Your task. Could you retype the whole listing, word for word?

**** Given data

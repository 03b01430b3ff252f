//! Errors raised by the registry API client

use serde_json::Value;
use std::path::PathBuf;
use thiserror::Error;

/// Shown when the server gives no usable message
pub const FALLBACK_MESSAGE: &str = "Erreur lors de l'enregistrement";

#[derive(Debug, Error)]
pub enum ApiError {
    #[error("server answered {status}")]
    Status { status: u16, message: Option<String> },
    #[error("request failed: {0}")]
    Transport(#[from] reqwest::Error),
    #[error("cannot read {}: {source}", .path.display())]
    File {
        path: PathBuf,
        #[source]
        source: std::io::Error,
    },
    #[error("unexpected response: {0}")]
    Decode(String),
}

impl ApiError {
    /// Build a status error, probing the body for `message` then `msg`
    pub fn from_status(status: u16, body: &str) -> Self {
        Self::Status {
            status,
            message: server_message(body),
        }
    }

    /// The text to show the operator
    pub fn user_message(&self) -> String {
        self.user_message_or(FALLBACK_MESSAGE)
    }

    /// Server message, or `fallback` when the server gave none
    pub fn user_message_or(&self, fallback: &str) -> String {
        match self {
            Self::Status {
                message: Some(message),
                ..
            } => message.clone(),
            _ => fallback.to_string(),
        }
    }
}

fn server_message(body: &str) -> Option<String> {
    let Ok(Value::Object(map)) = serde_json::from_str::<Value>(body) else {
        return None;
    };
    ["message", "msg"]
        .iter()
        .filter_map(|key| map.get(*key).and_then(Value::as_str))
        .map(str::trim)
        .find(|message| !message.is_empty())
        .map(str::to_string)
}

********

Solved exercise.
repository 03b01430b3ff252f
//! Errors raised by the registry API client

use serde_json::Value;
use std::path::PathBuf;
use thiserror::Error;

/// Shown when the server gives no usable message
pub const FALLBACK_MESSAGE: &str = "Erreur lors de l'enregistrement";

#[derive(Debug, Error)]
pub enum ApiError {
    #[error("server answered {status}")]
    Status { status: u16, message: Option<String> },
    #[error("request failed: {0}")]
    Transport(#[from] reqwest::Error),
    #[error("cannot read {}: {source}", .path.display())]
    File {
        path: PathBuf,
        #[source]
        source: std::io::Error,
    },
    #[error("unexpected response: {0}")]
    Decode(String),
}

impl ApiError {
    /// Build a status error, probing the body for `message` then `msg`
    pub fn from_status(status: u16, body: &str) -> Self {
        Self::Status {
            status,
            message: server_message(body),
        }
    }

    /// The text to show the operator
    pub fn user_message(&self) -> String {
        self.user_message_or(FALLBACK_MESSAGE)
    }

    /// Server message, or `fallback` when the server gave none
    pub fn user_message_or(&self, fallback: &str) -> String {
        match self {
            Self::Status {
                message: Some(message),
                ..
            } => message.clone(),
            _ => fallback.to_string(),
        }
    }
}

fn server_message(body: &str) -> Option<String> {
    let Ok(Value::Object(map)) = serde_json::from_str::<Value>(body) else {
        return None;
    };
    ["message", "msg"]
        .iter()
        .filter_map(|key| map.get(*key).and_then(Value::as_str))
        .map(str::trim)
        .find(|message| !message.is_empty())
        .map(str::to_string)
}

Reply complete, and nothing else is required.